I know there’s exceptions to this – there exists scenarios where this title is not true. But rather than giving the vague unhelpful answer of “it depends“, here’s why I think that Random Forests should be your first and default choice when choosing a machine learning algorithm to use for classification and/or regression.
Here’s a working list (in no particular order) of why I really like working with Random/Decision forests:
- Probabilistic output: Random forests can output a probability, or a confidence in the prediction. If you have an answer, how much nicer is it to associate a confidence with that answer!
- Intuitive approach: Random forests are essentially composed of a bunch of decision trees, where each tree splits random features – how much more intuitive can that be?
- Built in multi-class support: You are not limited at all to a yes/no or 2 class problem. Just by adding other labels to your training data, you can do predict for > 2 class labels.
- Examine the decision making and see what features are important: You can actually examine how the Random Forest makes its decisions by looking at what features are split in each tree. This helps you understand what features are useful in splitting your data.
- Simple to switch between classification and regression: In MATLAB, this is almost as simple as the changing a single parameter to the TreeBagger class.
- Robustly represents spaces: See this really nice post that gives an intuitive visualization of how well different machine learning approaches can split the data.
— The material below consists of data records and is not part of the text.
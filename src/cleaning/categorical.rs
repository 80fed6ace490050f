//! Categorical canonicalization for city, category and payment-method columns.
//!
//! All three columns share one algorithm: coerce the cell to its string form, lower-case it,
//! look it up in the column's synonym table, and title-case unmapped values. The synonym data
//! lives in static tables, separate from the lookup/apply logic, so new spellings are a
//! one-line addition.

use crate::types::Value;

/// An immutable mapping from lower-cased synonym to canonical spelling.
#[derive(Debug, Clone, Copy)]
pub struct SynonymTable {
    entries: &'static [(&'static str, &'static str)],
}

impl SynonymTable {
    /// Look up the canonical spelling for a lower-cased key.
    pub fn canonical(&self, key: &str) -> Option<&'static str> {
        self.entries
            .iter()
            .find(|(synonym, _)| *synonym == key)
            .map(|(_, canonical)| *canonical)
    }
}

/// Synonyms for `customer_city`.
pub static CITY_SYNONYMS: SynonymTable = SynonymTable {
    entries: &[
        ("bangalore", "Bengaluru"),
        ("bengaluru", "Bengaluru"),
        ("mumbai", "Mumbai"),
        ("bombay", "Mumbai"),
        ("delhi", "Delhi"),
        ("new delhi", "Delhi"),
    ],
};

/// Synonyms for `category`.
pub static CATEGORY_SYNONYMS: SynonymTable = SynonymTable {
    entries: &[
        ("electronics", "Electronics"),
        ("electronic", "Electronics"),
        ("electronics & accessories", "Electronics"),
        ("electronicss", "Electronics"),
    ],
};

/// Synonyms for `payment_method`.
pub static PAYMENT_SYNONYMS: SynonymTable = SynonymTable {
    entries: &[
        ("upi", "UPI"),
        ("phonepe", "UPI"),
        ("googlepay", "UPI"),
        ("credit card", "Credit Card"),
        ("credit_card", "Credit Card"),
        ("cc", "Credit Card"),
        ("cash on delivery", "Cash on Delivery"),
        ("cod", "Cash on Delivery"),
        ("c.o.d", "Cash on Delivery"),
    ],
};

/// Canonicalize one `customer_city` cell.
pub fn canonicalize_city(value: Value) -> Value {
    canonicalize(value, &CITY_SYNONYMS, false)
}

/// Canonicalize one `category` cell. Surrounding whitespace is trimmed before mapping.
pub fn canonicalize_category(value: Value) -> Value {
    canonicalize(value, &CATEGORY_SYNONYMS, true)
}

/// Canonicalize one `payment_method` cell.
pub fn canonicalize_payment_method(value: Value) -> Value {
    canonicalize(value, &PAYMENT_SYNONYMS, false)
}

/// The shared algorithm. String coercion is unconditional, so a missing cell passes through as
/// the `"Nan"` bucket instead of staying missing. Mapped synonyms keep their canonical spelling
/// verbatim (`UPI`, `Cash on Delivery`); unmapped values pass through title-cased rather than
/// being treated as errors.
fn canonicalize(value: Value, table: &SynonymTable, trim: bool) -> Value {
    let mut lowered = value.coerce_to_string().to_lowercase();
    if trim {
        lowered = lowered.trim().to_string();
    }
    match table.canonical(&lowered) {
        Some(canonical) => Value::Utf8(canonical.to_string()),
        None => Value::Utf8(title_case(&lowered)),
    }
}

/// Capitalize the first letter of each whitespace-separated word.
fn title_case(s: &str) -> String {
    let mut out = String::with_capacity(s.len());
    let mut at_word_start = true;
    for c in s.chars() {
        if c.is_whitespace() {
            at_word_start = true;
            out.push(c);
        } else if at_word_start {
            at_word_start = false;
            out.extend(c.to_uppercase());
        } else {
            out.push(c);
        }
    }
    out
}

#[cfg(test)]
mod tests {
    use super::{
        canonicalize_category, canonicalize_city, canonicalize_payment_method, title_case,
    };
    use crate::types::Value;

    fn utf8(s: &str) -> Value {
        Value::Utf8(s.to_string())
    }

    #[test]
    fn city_synonyms_map_case_insensitively() {
        assert_eq!(canonicalize_city(utf8("BANGALORE")), utf8("Bengaluru"));
        assert_eq!(canonicalize_city(utf8("bombay")), utf8("Mumbai"));
        assert_eq!(canonicalize_city(utf8("new delhi")), utf8("Delhi"));
    }

    #[test]
    fn unmapped_cities_pass_through_title_cased() {
        assert_eq!(canonicalize_city(utf8("Chennai")), utf8("Chennai"));
        assert_eq!(canonicalize_city(utf8("navi mumbai")), utf8("Navi Mumbai"));
    }

    #[test]
    fn category_trims_before_mapping() {
        assert_eq!(
            canonicalize_category(utf8("  Electronics & Accessories ")),
            utf8("Electronics")
        );
        assert_eq!(canonicalize_category(utf8("electronicss")), utf8("Electronics"));
        assert_eq!(canonicalize_category(utf8("home decor")), utf8("Home Decor"));
    }

    #[test]
    fn payment_synonyms_keep_canonical_spelling_verbatim() {
        assert_eq!(canonicalize_payment_method(utf8("PhonePe")), utf8("UPI"));
        assert_eq!(canonicalize_payment_method(utf8("cc")), utf8("Credit Card"));
        assert_eq!(
            canonicalize_payment_method(utf8("C.O.D")),
            utf8("Cash on Delivery")
        );
        assert_eq!(canonicalize_payment_method(utf8("emi")), utf8("Emi"));
    }

    #[test]
    fn missing_cells_surface_as_the_nan_bucket() {
        assert_eq!(canonicalize_city(Value::Null), utf8("Nan"));
        assert_eq!(canonicalize_payment_method(Value::Null), utf8("Nan"));
    }

    #[test]
    fn canonical_output_is_a_fixed_point() {
        let once = canonicalize_city(utf8("bangalore"));
        assert_eq!(canonicalize_city(once.clone()), once);
        let bucket = canonicalize_city(Value::Null);
        assert_eq!(canonicalize_city(bucket.clone()), bucket);
    }

    #[test]
    fn title_case_capitalizes_each_word() {
        assert_eq!(title_case("cash on delivery"), "Cash On Delivery");
        assert_eq!(title_case("delhi"), "Delhi");
        assert_eq!(title_case(""), "");
    }
}
//! Currency/numeric normalization for the price column.

use crate::types::Value;

/// Normalize one `original_price_inr` cell to a typed [`Value::Float64`].
///
/// The rupee glyph and comma thousands separators are stripped before parsing, so both
/// `₹1,234.50` and `1,00,000` (Indian digit grouping) parse. Any residual non-numeric content
/// degrades the cell to [`Value::Null`] rather than raising. Rust's float parser accepts
/// `nan`/`inf` spellings, so non-finite results are degraded as well.
pub fn normalize_price(value: Value) -> Value {
    match value {
        Value::Float64(v) => Value::Float64(v),
        Value::Utf8(s) => {
            let stripped = s.replace('₹', "").replace(',', "");
            match stripped.trim().parse::<f64>() {
                Ok(v) if v.is_finite() => Value::Float64(v),
                _ => Value::Null,
            }
        }
        _ => Value::Null,
    }
}
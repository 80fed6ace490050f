//! Boolean coercion for the prime/festival flag columns.

use crate::types::Value;

/// Normalize one flag cell to a typed [`Value::Bool`].
///
/// Case-insensitive token table: `yes`/`y`/`1`/`true` map to `true`, `no`/`n`/`0`/`false` map to
/// `false`. A token outside the table degrades to [`Value::Null`]. The mapping is lossy on
/// purpose: an unrecognized token carries no usable truth value, and inventing one would be
/// worse than recording the cell as missing.
pub fn normalize_flag(value: Value) -> Value {
    match value {
        Value::Bool(b) => Value::Bool(b),
        Value::Utf8(s) => match s.trim().to_lowercase().as_str() {
            "yes" | "y" | "1" | "true" => Value::Bool(true),
            "no" | "n" | "0" | "false" => Value::Bool(false),
            _ => Value::Null,
        },
        _ => Value::Null,
    }
}

#[cfg(test)]
mod tests {
    use super::normalize_flag;
    use crate::types::Value;

    fn flag(s: &str) -> Value {
        normalize_flag(Value::Utf8(s.to_string()))
    }

    #[test]
    fn truthy_tokens_map_to_true() {
        assert_eq!(flag("Y"), Value::Bool(true));
        assert_eq!(flag("yes"), Value::Bool(true));
        assert_eq!(flag("1"), Value::Bool(true));
        assert_eq!(flag("TRUE"), Value::Bool(true));
    }

    #[test]
    fn falsy_tokens_map_to_false() {
        assert_eq!(flag("0"), Value::Bool(false));
        assert_eq!(flag("No"), Value::Bool(false));
        assert_eq!(flag("n"), Value::Bool(false));
        assert_eq!(flag("false"), Value::Bool(false));
    }

    #[test]
    fn unrecognized_tokens_become_null() {
        assert_eq!(flag("maybe"), Value::Null);
        assert_eq!(flag("2"), Value::Null);
        assert_eq!(flag(""), Value::Null);
    }

    #[test]
    fn null_and_typed_bools_pass_through() {
        assert_eq!(normalize_flag(Value::Null), Value::Null);
        assert_eq!(normalize_flag(Value::Bool(true)), Value::Bool(true));
    }
}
See how well random forests do compared with other popular approaches.
- Not much tuning of parameters: Sure there’s a few key parameters you need to set. For example, you need to set the number of trees, but this is fairly simple to set by visually inspecting when the out-of-bag error stabilizes.
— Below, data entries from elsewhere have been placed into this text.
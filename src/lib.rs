//! `order-cleaning` is a small library for normalizing raw e-commerce order exports into clean,
//! typed tables that downstream analytics can rely on.
//!
//! One CSV export is ingested into an in-memory [`types::DataSet`], a fixed sequence of
//! per-column cleaning rules rewrites each column into its one canonical representation,
//! duplicate transactions are dropped, extreme price outliers are capped, and the cleaned table
//! is written back out as CSV.
//!
//! ## What the pipeline does
//!
//! Per-column rules (each pure and per-cell; a value that fails to parse degrades to
//! [`types::Value::Null`], never aborts the run):
//!
//! - `order_date`: mixed-format date strings parsed day-first into typed dates
//! - `original_price_inr`: `₹` glyphs and comma separators stripped, parsed to floats
//! - `customer_rating`: `"3/5"`, `"4 stars"`, `"2.5/5.0"` unified onto a 1.0–5.0 scale
//! - `customer_city`, `category`, `payment_method`: case-insensitive synonym tables map known
//!   spellings to canonical forms; unknown values pass through title-cased
//! - `is_prime_member`, `is_prime_eligible`, `is_festival_sale`: truthy/falsy tokens coerced to
//!   booleans
//! - `delivery_days`: `"Same Day"`/`"1-2 days"` rewritten, then bounded to `0..=30`
//!
//! Table-wide passes, after the column rules:
//!
//! - duplicate transactions (same customer, product, date and final amount) collapse to their
//!   first occurrence
//! - prices beyond the IQR upper fence (`Q3 + 1.5·IQR`) are capped at the fence, not removed
//!
//! ## Quick example: clean an in-memory table
//!
//! ```rust
//! use order_cleaning::ingestion::ingest_csv_from_reader;
//! use order_cleaning::pipeline::{CleaningOptions, clean};
//! use order_cleaning::types::Value;
//!
//! # fn main() -> Result<(), order_cleaning::CleaningError> {
//! let input = "\
//! order_date,original_price_inr,customer_rating,customer_city,is_prime_member,\
//! is_prime_eligible,is_festival_sale,category,delivery_days,customer_id,product_id,\
//! final_amount_inr,payment_method
//! 05/01/2025,\"₹1,234.50\",4 stars,BANGALORE,Y,no,1,electronicss,Same Day,c1,p1,999,phonepe
//! ";
//! let mut rdr = csv::ReaderBuilder::new().from_reader(input.as_bytes());
//! let raw = ingest_csv_from_reader(&mut rdr)?;
//!
//! let cleaned = clean(&raw, &CleaningOptions::default())?;
//! let city = cleaned.schema.index_of("customer_city").unwrap();
//! assert_eq!(cleaned.rows[0][city], Value::Utf8("Bengaluru".to_string()));
//! # Ok(())
//! # }
//! ```
//!
//! ## Quick example: file-to-file job
//!
//! ```no_run
//! use std::sync::Arc;
//!
//! use order_cleaning::job::CleaningJob;
//! use order_cleaning::observability::StdErrObserver;
//! use order_cleaning::pipeline::CleaningOptions;
//!
//! # fn main() -> Result<(), order_cleaning::CleaningError> {
//! let options = CleaningOptions {
//!     observer: Some(Arc::new(StdErrObserver)),
//!     ..Default::default()
//! };
//! let outcome = CleaningJob::new("orders_raw.csv", "orders_clean.csv")
//!     .with_options(options)
//!     .run()?;
//!
//! println!("read={} written={}", outcome.rows_read, outcome.rows_written);
//! if let Some(err) = &outcome.save_error {
//!     eprintln!("output not persisted: {err}");
//! }
//! # Ok(())
//! # }
//! ```
//!
//! A missing or unreadable input is the only fatal failure: the job returns the error and nothing
//! is cleaned or written. A failed save is reported through the outcome (and any configured
//! [`observability::CleaningObserver`]) while the cleaned table stays available in memory.
//!
//! ## Modules
//!
//! - [`ingestion`]: CSV load adapter producing a raw, untyped [`types::DataSet`]
//! - [`cleaning`]: the per-column rules plus deduplication and outlier capping
//! - [`pipeline`]: the orchestrator applying every rule in a fixed order
//! - [`export`]: CSV save adapter
//! - [`job`]: load → clean → save in one call
//! - [`observability`]: optional per-stage progress narration
//! - [`types`]: schema + in-memory dataset types
//! - [`error`]: error types shared across the crate

pub mod cleaning;
pub mod error;
pub mod export;
pub mod ingestion;
pub mod job;
pub mod observability;
pub mod pipeline;
pub mod types;

pub use error::{CleaningError, CleaningResult};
- Works fine with categorical/nominal features/variables: If you have features/variables that are categories (labels without meaning in how they are ordered) you can use them directly. There is no need to drastically increase your feature vector by doing a 1-of-k coding scheme.
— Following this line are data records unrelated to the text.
//! Order-date normalization.

use chrono::{NaiveDate, NaiveDateTime};

use crate::types::Value;

/// Candidate formats, tried in order. Day-before-month renderings come first so that an
/// ambiguous string like `05/01/2025` resolves to 5 January; ISO, month-name and month-first
/// renderings follow as fallbacks for strings a day-first read cannot satisfy.
const DATE_FORMATS: &[&str] = &[
    // Two-digit-year formats sit before their four-digit twins: %y rejects a four-digit year
    // outright, while %Y would swallow a two-digit one as year 25 AD.
    "%d/%m/%y",
    "%d-%m-%y",
    "%d/%m/%Y",
    "%d-%m-%Y",
    "%d.%m.%Y",
    "%Y-%m-%d",
    "%Y/%m/%d",
    "%d %b %Y",
    "%d %B %Y",
    "%b %d, %Y",
    "%B %d, %Y",
    "%m/%d/%Y",
    "%m-%d-%Y",
];

/// Formats carrying a time component; the time is discarded after parsing.
const DATETIME_FORMATS: &[&str] = &[
    "%d/%m/%Y %H:%M:%S",
    "%d/%m/%Y %H:%M",
    "%Y-%m-%d %H:%M:%S",
    "%Y-%m-%dT%H:%M:%S",
];

/// Normalize one `order_date` cell to a typed [`Value::Date`].
///
/// Already-typed dates pass through; any string that no candidate format accepts degrades to
/// [`Value::Null`]. This is a per-value recoverable failure and never aborts the column.
pub fn normalize_order_date(value: Value) -> Value {
    match value {
        Value::Date(d) => Value::Date(d),
        Value::Utf8(s) => parse_date(&s).map(Value::Date).unwrap_or(Value::Null),
        _ => Value::Null,
    }
}

fn parse_date(raw: &str) -> Option<NaiveDate> {
    let s = raw.trim();
    if s.is_empty() {
        return None;
    }
    for fmt in DATE_FORMATS {
        if let Ok(d) = NaiveDate::parse_from_str(s, fmt) {
            return Some(d);
        }
    }
    for fmt in DATETIME_FORMATS {
        if let Ok(dt) = NaiveDateTime::parse_from_str(s, fmt) {
            return Some(dt.date());
        }
    }
    None
}

#[cfg(test)]
mod tests {
    use super::normalize_order_date;
    use crate::types::Value;
    use chrono::NaiveDate;

    fn date(y: i32, m: u32, d: u32) -> Value {
        Value::Date(NaiveDate::from_ymd_opt(y, m, d).unwrap())
    }

    #[test]
    fn ambiguous_strings_parse_day_first() {
        assert_eq!(
            normalize_order_date(Value::Utf8("05/01/2025".to_string())),
            date(2025, 1, 5)
        );
        assert_eq!(
            normalize_order_date(Value::Utf8("02-03-2024".to_string())),
            date(2024, 3, 2)
        );
        assert_eq!(
            normalize_order_date(Value::Utf8("05/01/25".to_string())),
            date(2025, 1, 5)
        );
    }

    #[test]
    fn unambiguous_month_first_still_parses() {
        // Day-first cannot read month 25, so the month-first fallback applies.
        assert_eq!(
            normalize_order_date(Value::Utf8("05/25/2025".to_string())),
            date(2025, 5, 25)
        );
    }

    #[test]
    fn iso_and_month_name_formats_parse() {
        assert_eq!(
            normalize_order_date(Value::Utf8("2025-03-15".to_string())),
            date(2025, 3, 15)
        );
        assert_eq!(
            normalize_order_date(Value::Utf8("15 Mar 2025".to_string())),
            date(2025, 3, 15)
        );
        assert_eq!(
            normalize_order_date(Value::Utf8("March 15, 2025".to_string())),
            date(2025, 3, 15)
        );
    }

    #[test]
    fn datetime_strings_keep_only_the_date() {
        assert_eq!(
            normalize_order_date(Value::Utf8("2025-03-15 10:30:00".to_string())),
            date(2025, 3, 15)
        );
    }

    #[test]
    fn unparsable_strings_become_null() {
        assert_eq!(
            normalize_order_date(Value::Utf8("not a date".to_string())),
            Value::Null
        );
        assert_eq!(
            normalize_order_date(Value::Utf8("32/13/2025".to_string())),
            Value::Null
        );
    }

    #[test]
    fn null_and_typed_dates_pass_through() {
        assert_eq!(normalize_order_date(Value::Null), Value::Null);
        assert_eq!(normalize_order_date(date(2024, 12, 31)), date(2024, 12, 31));
    }
}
- No requirement to scale different features: If you have features with very large values, and different features with very small values, that is okay! Plug them in. (SVMs generally require scaling first)
- Can be used for soooooo many things: See this work by Criminisi, J. Shotton and E. Konukoglu
Now after reading this list you may ask…
Nice rant Jer, but do you have anything supporting your “best” claim?
Sort of… “best” is a hard thing to claim. It turns out that there exists some peer-reviewed work supporting my unsupported claims that Random Forests are good (and very close to the best). See this work by Caruana and Niculescu-Mizil entitled, “An Empirical Comparison of Supervised Learning Algorithms“.
The authors’ conclusions are a bit hidden, but if you read carefully you can find statements like:
… calibrated boosted trees were the best learning algorithm overall. Random forests are close second …
and since calibration can be a bit of a pain, it’s nice to see that…
… If not calibrated, the best models overall are bagged trees, random forests, and neural nets…
and they summarize that among the tested supervised machine learning algorithms…
…it appears to be a clean sweep for ensembles of trees…
Interesting, so what are your practical experiences with random forests?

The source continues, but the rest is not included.